■ Provided data:

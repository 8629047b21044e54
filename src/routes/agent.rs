//! Agent routes: heartbeat check-ins and client settings

use std::collections::BTreeMap;

use axum::{extract::State, Extension, Json};
use serde::Serialize;

use super::extract::JsonBody;
use crate::auth::{RequestContext, Session};
use crate::error::AppError;
use crate::event_log::Category;
use crate::heartbeat::{HeartbeatRequest, HeartbeatResponse};
use crate::settings::SettingValue;
use crate::state::AppState;

#[derive(Debug, Serialize)]
pub struct SettingsResponse {
    pub settings: BTreeMap<String, SettingValue>,
}

/// POST /heartbeat
pub async fn heartbeat(
    State(state): State<AppState>,
    Extension(session): Extension<Session>,
    Extension(ctx): Extension<RequestContext>,
    JsonBody(request): JsonBody<HeartbeatRequest>,
) -> Result<Json<HeartbeatResponse>, AppError> {
    let user_id = state.guard().require_authenticated(&session)?;
    let report = request.validate()?;

    let response = state
        .heartbeat()
        .beat(user_id, &report, ctx.ip_address.as_deref())
        .await?;

    if response.first_check_in {
        state
            .event_log()
            .info(
                Some(user_id),
                &format!(
                    "Machine registered (HostName={}, MachineId={})",
                    report.host_name, response.machine_id
                ),
                Category::Heartbeat,
            )
            .await;
    }

    Ok(Json(response))
}

/// GET /settings
pub async fn settings(
    State(state): State<AppState>,
    Extension(session): Extension<Session>,
) -> Result<Json<SettingsResponse>, AppError> {
    let user_id = state.guard().require_authenticated(&session)?;
    let settings = state.settings().for_user(user_id).await?;

    Ok(Json(SettingsResponse { settings }))
}
//! S3 multipart-upload backend

use std::collections::HashMap;

use tokio::sync::RwLock;
use uuid::Uuid;

use super::{
    compute_checksum, normalize_object_path, verify_remote_parts, BackendHandle, BackendKind,
    PartReceipt, S3Client, StorageAdapter, StorageError,
};

/// S3 rejects non-final parts below 5 MiB
pub const S3_MIN_PART_SIZE: u64 = 5 * 1024 * 1024;

/// Highest part number S3 accepts
pub const S3_MAX_PARTS: u32 = 10_000;

pub struct S3Storage {
    client: S3Client,
    prefix: String,
    /// Multipart uploads started by this process, by upload id
    handles: RwLock<HashMap<Uuid, BackendHandle>>,
}

impl S3Storage {
    pub fn new(client: S3Client, prefix: String) -> Self {
        Self {
            client,
            prefix,
            handles: RwLock::new(HashMap::new()),
        }
    }
}

fn object_key(prefix: &str, path: &str) -> String {
    let prefix = prefix.trim_matches('/');
    if prefix.is_empty() {
        path.to_string()
    } else {
        format!("{}/{}", prefix, path)
    }
}

fn remote_id(handle: &BackendHandle) -> Result<&str, StorageError> {
    handle
        .remote_id
        .as_deref()
        .ok_or(StorageError::NotPrepared(handle.upload_id))
}

#[async_trait::async_trait]
impl StorageAdapter for S3Storage {
    fn kind(&self) -> BackendKind {
        BackendKind::S3
    }

    fn min_part_size(&self) -> u64 {
        S3_MIN_PART_SIZE
    }

    async fn prepare(
        &self,
        upload_id: Uuid,
        object_path: &str,
    ) -> Result<BackendHandle, StorageError> {
        // Held across the create call so two prepares cannot both allocate
        let mut handles = self.handles.write().await;
        if let Some(existing) = handles.get(&upload_id) {
            return Ok(existing.clone());
        }

        let key = object_key(&self.prefix, &normalize_object_path(object_path)?);
        let multipart_id = self.client.create_multipart_upload(&key).await?;

        tracing::info!(
            upload_id = %upload_id,
            key = %key,
            "Started S3 multipart upload"
        );

        let handle = BackendHandle {
            upload_id,
            kind: BackendKind::S3,
            key,
            remote_id: Some(multipart_id),
        };
        handles.insert(upload_id, handle.clone());

        Ok(handle)
    }

    async fn write_part(
        &self,
        handle: &BackendHandle,
        part_id: u32,
        data: &[u8],
    ) -> Result<PartReceipt, StorageError> {
        if part_id == 0 || part_id > S3_MAX_PARTS {
            return Err(StorageError::Remote(format!(
                "part number {} outside 1..={}",
                part_id, S3_MAX_PARTS
            )));
        }

        let multipart_id = remote_id(handle)?;
        let etag = self
            .client
            .upload_part(&handle.key, multipart_id, part_id as i32, data)
            .await?;

        Ok(PartReceipt {
            part_id,
            size: data.len() as u64,
            checksum: compute_checksum(data),
            etag,
        })
    }

    async fn commit(
        &self,
        handle: &BackendHandle,
        parts: &[PartReceipt],
    ) -> Result<String, StorageError> {
        let multipart_id = remote_id(handle)?;

        let remote = self.client.list_parts(&handle.key, multipart_id).await?;
        verify_remote_parts(parts, &remote, S3_MIN_PART_SIZE)?;

        let etag_of = |part_id: u32| {
            remote
                .iter()
                .find(|r| r.part_id == part_id)
                .and_then(|r| r.etag.clone())
        };

        let completed = parts
            .iter()
            .map(|p| {
                p.etag
                    .clone()
                    .or_else(|| etag_of(p.part_id))
                    .map(|etag| (p.part_id as i32, etag))
                    .ok_or_else(|| {
                        StorageError::Divergence(format!("part {} has no ETag", p.part_id))
                    })
            })
            .collect::<Result<Vec<_>, _>>()?;

        self.client
            .complete_multipart_upload(&handle.key, multipart_id, completed)
            .await?;

        self.handles.write().await.remove(&handle.upload_id);

        tracing::info!(
            upload_id = %handle.upload_id,
            key = %handle.key,
            parts = parts.len(),
            "Completed S3 multipart upload"
        );

        Ok(format!("s3://{}/{}", self.client.bucket(), handle.key))
    }

    async fn abort(&self, handle: &BackendHandle) {
        self.handles.write().await.remove(&handle.upload_id);

        let Some(multipart_id) = handle.remote_id.as_deref() else {
            return;
        };

        if let Err(e) = self
            .client
            .abort_multipart_upload(&handle.key, multipart_id)
            .await
        {
            tracing::warn!(upload_id = %handle.upload_id, error = %e, "Failed to abort S3 multipart upload");
        }
    }
}

#[cfg(test)]
mod tests {
    use super::*;

    #[test]
    fn test_object_key_layout() {
        assert_eq!(object_key("uploads", "backup/db.tar"), "uploads/backup/db.tar");
        assert_eq!(object_key("/uploads/", "db.tar"), "uploads/db.tar");
        assert_eq!(object_key("", "db.tar"), "db.tar");
    }

    #[test]
    fn test_handle_without_multipart_id_is_unprepared() {
        let handle = BackendHandle {
            upload_id: Uuid::new_v4(),
            kind: BackendKind::S3,
            key: "k".into(),
            remote_id: None,
        };
        assert!(matches!(remote_id(&handle), Err(StorageError::NotPrepared(_))));
    }
}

■ Your goal: Say only how many lines in the records carry the word "format".

■ Response area: 5